我社は評価制度をオープンにし、膨大な時間と作業のリスクをあえて背負う人はどんな立場の人間でも、人事委員会には参画できます。しかも上司が部下を一方的に評価するといった、これまでの評価方法ではなく!部下が上司を評価し、同僚が評価し、直接の上司が評価し、他部門の人が評価する。あらゆる価値観の人が存在するが故に、異なる価値観を活かす為にも、統計学的に見ても、今、最も確かな事実が浮かびあがる方法とされています。且つ全員が納得できる方法は360°サーベイ以外にないと経営学の中でいわれています。(もちろん他に良い方法があれば即取り入れます)
理由は、評価される自分と評価する自分が統合されているからです。また身近だから分かることと、身近だからこそ分からない事も、他部門からたまに会うからこそ感じる評価が、むしろ真実を浮き彫りにすることも分かってきました。
この方法で不満を持つとするなら、それは自分の現実を受け容れたくない、自己を振り返りたくない、自我の強い、私が私がといった自我の自分以外にあり得ません。
自己の環境を変えるのは、周りの人ではありません。自分が自分の間違いに気づくことで、周りの環境はただちに変わります。

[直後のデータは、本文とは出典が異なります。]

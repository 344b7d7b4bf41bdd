use core::ops::{Add, Div, Mul, Neg, Sub};

use super::{ApproxEq, MathError};

/// 2D vector in pixels.
#[derive(Debug, Copy, Clone, Default, PartialEq)]
pub struct Vector2 {
    pub x: f32,
    pub y: f32,
}

impl Vector2 {
    #[inline]
    pub const fn new(x: f32, y: f32) -> Self {
        Self { x, y }
    }

    #[inline]
    pub const fn zero() -> Self {
        Self { x: 0.0, y: 0.0 }
    }

    #[inline]
    pub const fn splat(v: f32) -> Self {
        Self { x: v, y: v }
    }

    /// Builds a vector from exactly two elements.
    pub fn from_slice(v: &[f32]) -> Result<Self, MathError> {
        match v {
            [x, y] => Ok(Self::new(*x, *y)),
            _ => Err(MathError::InvalidDimension { expected: 2, actual: v.len() }),
        }
    }

    #[inline]
    pub const fn to_array(self) -> [f32; 2] {
        [self.x, self.y]
    }

    #[inline]
    pub fn is_finite(self) -> bool {
        self.x.is_finite() && self.y.is_finite()
    }
}

impl From<[f32; 2]> for Vector2 {
    #[inline]
    fn from(v: [f32; 2]) -> Self {
        Self::new(v[0], v[1])
    }
}

impl Add for Vector2 {
    type Output = Vector2;
    #[inline]
    fn add(self, rhs: Vector2) -> Vector2 {
        Vector2::new(self.x + rhs.x, self.y + rhs.y)
    }
}

impl Sub for Vector2 {
    type Output = Vector2;
    #[inline]
    fn sub(self, rhs: Vector2) -> Vector2 {
        Vector2::new(self.x - rhs.x, self.y - rhs.y)
    }
}

impl Neg for Vector2 {
    type Output = Vector2;
    #[inline]
    fn neg(self) -> Vector2 {
        Vector2::new(-self.x, -self.y)
    }
}

impl Mul<f32> for Vector2 {
    type Output = Vector2;
    #[inline]
    fn mul(self, rhs: f32) -> Vector2 {
        Vector2::new(self.x * rhs, self.y * rhs)
    }
}

impl Div<f32> for Vector2 {
    type Output = Vector2;
    #[inline]
    fn div(self, rhs: f32) -> Vector2 {
        Vector2::new(self.x / rhs, self.y / rhs)
    }
}

impl ApproxEq for Vector2 {
    fn approx_eq(&self, other: &Self, tol: f32) -> bool {
        (self.x - other.x).abs() <= tol && (self.y - other.y).abs() <= tol
    }
}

その為に、全員評価360°サーベイを、自己と向き合う為の現実肯定の鏡として下さい。
何故なら事実だからです。
もし、納得いかない事があると感じた時は、それを変えるのは評価方法でもなく、評価する全社員でもなく、あなた自身が変わることです。それがあなたにとって理想の環境になる最善かつ、最短の道だからです。